Hay himnos que se vuelven piedra con el tiempo, y piedras que, en un acto de alquimia sonora, pueden convertirse en himnos. Sekía, una banda tallada por más de dos décadas en la cantera del rock, no versiona “La Puerta de Alcalá”; la trasplanta. La arranca del asfalto madrileño y la enraíza en la tierra áspera y solar del Puig Campana. Este no es un gesto de apropiación, sino de pertenencia. Es la reivindicación de un nuevo monumento, no construido por manos humanas, sino erguido por el tiempo y la geografía, que se yerge como testigo de una historia más antigua y silenciosa.
La distorsión de las guitarras no es aquí simple ruido; es el lenguaje de la roca misma, la voz eléctrica de una montaña que ha visto pasar siglos. Al elevar el Puig Campana a la categoría de símbolo musical, Sekía ejecuta un acto de significado profundo: devuelve la épica al paisaje. Frente a la nostalgia estéril, oponen la potencia del origen; frente al canto a un pasado urbano, entonan una oda a la permanencia telúrica. El rock se revela así no como un género, sino como una fuerza geológica capaz de modelar el sentido de un lugar.

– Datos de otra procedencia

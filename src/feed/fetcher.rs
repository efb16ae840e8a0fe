use futures::StreamExt;
use std::time::Duration;
use thiserror::Error;

use crate::feed::parser::{parse_feed, ParseError, RawFeed};

/// Default request timeout.
pub const DEFAULT_TIMEOUT: Duration = Duration::from_secs(30);
/// Default response body limit.
pub const MAX_FEED_SIZE: usize = 10 * 1024 * 1024; // 10MB

/// Bounds applied to one feed request.
#[derive(Debug, Clone, Copy, PartialEq, Eq)]
pub struct FetchLimits {
    /// Upper bound on the whole request, from sending it to the last body byte.
    pub timeout: Duration,
    pub max_bytes: usize,
}

impl Default for FetchLimits {
    fn default() -> Self {
        Self {
            timeout: DEFAULT_TIMEOUT,
            max_bytes: MAX_FEED_SIZE,
        }
    }
}

/// What went wrong while retrieving or parsing a feed.
#[derive(Debug, Error)]
pub enum FetchError {
    /// Network-level error (DNS, connection, TLS, etc.)
    #[error("Request failed: {0}")]
    Network(#[from] reqwest::Error),
    /// HTTP response with non-2xx status code
    #[error("Status code {0}")]
    HttpStatus(u16),
    /// Request exceeded the configured timeout
    #[error("Request timed out")]
    Timeout,
    /// Response body exceeded the configured size limit
    #[error("Response too large")]
    ResponseTooLarge,
    /// Response was incomplete (received fewer bytes than Content-Length)
    #[error("Incomplete response: expected {expected} bytes, received {received}")]
    IncompleteResponse { expected: u64, received: usize },
    /// Body is not a readable RSS document
    #[error(transparent)]
    Parse(#[from] ParseError),
}

/// A failed feed retrieval, tagged with the URL that was requested.
///
/// Every cause (transport, status, size, parse) is reported through this one
/// type so callers only have to handle a single fetch failure.
#[derive(Debug, Error)]
#[error("Failed to fetch RSS feed from {url}: {source}")]
pub struct FeedFetchError {
    pub url: String,
    #[source]
    pub source: FetchError,
}

impl FeedFetchError {
    fn new(url: &str, source: FetchError) -> Self {
        Self {
            url: url.to_string(),
            source,
        }
    }
}

/// Fetches and parses the feed at `url`.
///
/// Issues a single GET request. There is no retry: a failed attempt is
/// returned to the caller, which decides whether the refresh is abandoned.
///
/// # Errors
///
/// Returns [`FeedFetchError`] wrapping one of:
/// - [`FetchError::Network`] - connection or TLS errors
/// - [`FetchError::Timeout`] - request exceeded `limits.timeout`
/// - [`FetchError::HttpStatus`] - non-2xx response
/// - [`FetchError::ResponseTooLarge`] - body exceeded `limits.max_bytes`
/// - [`FetchError::IncompleteResponse`] - body shorter than Content-Length
/// - [`FetchError::Parse`] - body is not an RSS 2.0 document
pub async fn fetch_feed(
    client: &reqwest::Client,
    url: &str,
    limits: FetchLimits,
) -> Result<RawFeed, FeedFetchError> {
    let bytes = fetch_bytes(client, url, limits)
        .await
        .map_err(|e| FeedFetchError::new(url, e))?;

    let feed = parse_feed(&bytes).map_err(|e| FeedFetchError::new(url, e.into()))?;

    tracing::debug!(
        url = %url,
        bytes = bytes.len(),
        items = feed.items.len(),
        "Fetched feed"
    );
    Ok(feed)
}

async fn fetch_bytes(
    client: &reqwest::Client,
    url: &str,
    limits: FetchLimits,
) -> Result<Vec<u8>, FetchError> {
    // One budget for the whole exchange: headers and body together
    tokio::time::timeout(limits.timeout, request_body(client, url, limits.max_bytes))
        .await
        .map_err(|_| FetchError::Timeout)?
}

async fn request_body(
    client: &reqwest::Client,
    url: &str,
    max_bytes: usize,
) -> Result<Vec<u8>, FetchError> {
    let response = client.get(url).send().await?;

    if !response.status().is_success() {
        return Err(FetchError::HttpStatus(response.status().as_u16()));
    }

    read_limited_bytes(response, max_bytes).await
}

async fn read_limited_bytes(
    response: reqwest::Response,
    limit: usize,
) -> Result<Vec<u8>, FetchError> {
    let expected_length = response.content_length();

    // Fast path: check Content-Length header
    if let Some(len) = expected_length {
        if len as usize > limit {
            return Err(FetchError::ResponseTooLarge);
        }
    }

    let mut bytes = Vec::new();
    let mut stream = response.bytes_stream();

    while let Some(chunk) = stream.next().await {
        let chunk = chunk?;
        if bytes.len().saturating_add(chunk.len()) > limit {
            return Err(FetchError::ResponseTooLarge);
        }
        bytes.extend_from_slice(&chunk);
    }

    if let Some(expected) = expected_length {
        if (bytes.len() as u64) < expected {
            return Err(FetchError::IncompleteResponse {
                expected,
                received: bytes.len(),
            });
        }
    }

    Ok(bytes)
}

#[cfg(test)]
mod tests {
    use super::*;
    use wiremock::matchers::{method, path, query_param};
    use wiremock::{Mock, MockServer, ResponseTemplate};

    const VALID_RSS: &str = r#"<?xml version="1.0"?>
<rss version="2.0"><channel>
    <item><guid>1</guid><title>Test</title></item>
</channel></rss>"#;

    #[tokio::test]
    async fn test_fetch_success() {
        let mock_server = MockServer::start().await;
        Mock::given(method("GET"))
            .and(path("/testuser/feed"))
            .and(query_param("all", "1"))
            .respond_with(
                ResponseTemplate::new(200)
                    .set_body_string(VALID_RSS)
                    .insert_header("Content-Type", "application/xml"),
            )
            .expect(1)
            .mount(&mock_server)
            .await;

        let url = format!("{}/testuser/feed?all=1", mock_server.uri());
        let client = reqwest::Client::new();

        let feed = fetch_feed(&client, &url, FetchLimits::default())
            .await
            .unwrap();
        assert_eq!(feed.items.len(), 1);
        assert_eq!(feed.items[0]["guid"], "1");
    }

    #[tokio::test]
    async fn test_fetch_404_wraps_url() {
        let mock_server = MockServer::start().await;
        Mock::given(method("GET"))
            .respond_with(ResponseTemplate::new(404))
            .mount(&mock_server)
            .await;

        let url = format!("{}/nobody/feed?all=1", mock_server.uri());
        let client = reqwest::Client::new();

        let err = fetch_feed(&client, &url, FetchLimits::default())
            .await
            .unwrap_err();
        assert!(matches!(err.source, FetchError::HttpStatus(404)));
        assert_eq!(err.url, url);
        assert_eq!(
            err.to_string(),
            format!("Failed to fetch RSS feed from {}: Status code 404", url)
        );
    }

    #[tokio::test]
    async fn test_fetch_500_is_not_retried() {
        let mock_server = MockServer::start().await;
        Mock::given(method("GET"))
            .respond_with(ResponseTemplate::new(500))
            .expect(1)
            .mount(&mock_server)
            .await;

        let url = format!("{}/feed", mock_server.uri());
        let client = reqwest::Client::new();

        let err = fetch_feed(&client, &url, FetchLimits::default())
            .await
            .unwrap_err();
        assert!(matches!(err.source, FetchError::HttpStatus(500)));
    }

    #[tokio::test]
    async fn test_malformed_feed_parse_error() {
        let mock_server = MockServer::start().await;
        Mock::given(method("GET"))
            .respond_with(ResponseTemplate::new(200).set_body_string("<not valid xml"))
            .mount(&mock_server)
            .await;

        let url = format!("{}/feed", mock_server.uri());
        let client = reqwest::Client::new();

        let err = fetch_feed(&client, &url, FetchLimits::default())
            .await
            .unwrap_err();
        assert!(matches!(err.source, FetchError::Parse(_)));
        assert!(err.to_string().starts_with("Failed to fetch RSS feed from"));
    }

    #[tokio::test]
    async fn test_empty_feed_success() {
        let empty_rss = r#"<?xml version="1.0"?>
<rss version="2.0"><channel></channel></rss>"#;

        let mock_server = MockServer::start().await;
        Mock::given(method("GET"))
            .respond_with(ResponseTemplate::new(200).set_body_string(empty_rss))
            .mount(&mock_server)
            .await;

        let url = format!("{}/feed", mock_server.uri());
        let client = reqwest::Client::new();

        let feed = fetch_feed(&client, &url, FetchLimits::default())
            .await
            .unwrap();
        assert!(feed.items.is_empty());
    }

    #[tokio::test]
    async fn test_response_too_large() {
        let mock_server = MockServer::start().await;
        Mock::given(method("GET"))
            .respond_with(ResponseTemplate::new(200).set_body_string(VALID_RSS))
            .mount(&mock_server)
            .await;

        let url = format!("{}/feed", mock_server.uri());
        let client = reqwest::Client::new();
        let limits = FetchLimits {
            max_bytes: 16,
            ..FetchLimits::default()
        };

        let err = fetch_feed(&client, &url, limits).await.unwrap_err();
        assert!(matches!(err.source, FetchError::ResponseTooLarge));
    }

    #[tokio::test]
    async fn test_slow_response_times_out() {
        let mock_server = MockServer::start().await;
        Mock::given(method("GET"))
            .respond_with(
                ResponseTemplate::new(200)
                    .set_body_string(VALID_RSS)
                    .set_delay(Duration::from_millis(500)),
            )
            .mount(&mock_server)
            .await;

        let url = format!("{}/feed", mock_server.uri());
        let client = reqwest::Client::new();
        let limits = FetchLimits {
            timeout: Duration::from_millis(50),
            ..FetchLimits::default()
        };

        let err = fetch_feed(&client, &url, limits).await.unwrap_err();
        assert!(matches!(err.source, FetchError::Timeout));
        assert!(err.to_string().ends_with("Request timed out"));
    }

    #[tokio::test]
    async fn test_timeout_spans_headers_and_body() {
        use tokio::io::{AsyncReadExt, AsyncWriteExt};

        // Each phase stays under the limit on its own; together they exceed it
        let listener = tokio::net::TcpListener::bind("127.0.0.1:0").await.unwrap();
        let addr = listener.local_addr().unwrap();
        tokio::spawn(async move {
            let (mut socket, _) = listener.accept().await.unwrap();
            let mut request = [0u8; 4096];
            let _ = socket.read(&mut request).await;
            tokio::time::sleep(Duration::from_millis(400)).await;
            let head = format!(
                "HTTP/1.1 200 OK\r\nContent-Type: application/xml\r\nContent-Length: {}\r\n\r\n",
                VALID_RSS.len()
            );
            let _ = socket.write_all(head.as_bytes()).await;
            let _ = socket.flush().await;
            tokio::time::sleep(Duration::from_millis(400)).await;
            let _ = socket.write_all(VALID_RSS.as_bytes()).await;
        });

        let url = format!("http://{}/feed", addr);
        let client = reqwest::Client::new();
        let limits = FetchLimits {
            timeout: Duration::from_millis(600),
            ..FetchLimits::default()
        };

        let err = fetch_feed(&client, &url, limits).await.unwrap_err();
        assert!(matches!(err.source, FetchError::Timeout));
    }

    #[tokio::test]
    async fn test_connection_refused_is_network_error() {
        // Nothing listens on port 1
        let url = "http://127.0.0.1:1/feed";
        let client = reqwest::Client::new();

        let err = fetch_feed(&client, url, FetchLimits::default())
            .await
            .unwrap_err();
        assert!(matches!(err.source, FetchError::Network(_)));
        assert!(err.to_string().contains("127.0.0.1:1"));
    }

    #[test]
    fn test_parse_error_message_is_kept() {
        let err = FeedFetchError::new(
            "https://zenn.dev/x/feed?all=1",
            ParseError::Xml("unexpected end".to_string()).into(),
        );
        assert_eq!(
            err.to_string(),
            "Failed to fetch RSS feed from https://zenn.dev/x/feed?all=1: XML parse error: unexpected end"
        );
    }
}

Este proyecto, autogestionado y fiel a su esencia, es un ejercicio de autenticidad en una industria often volcada en lo efímero. Al grabar sus propias gestas en el “Diario de una banda”, convierten el acto de crear en un relato vivo. Su presentación en el Iberia Festival no será solo un concierto, sino la reafirmación de un territorio sonoro conquistado a pulso. Sekía no pide un lugar en el panteón del rock; talla el suyo propio, a mandarriazos, en la piedra viva de su verdad.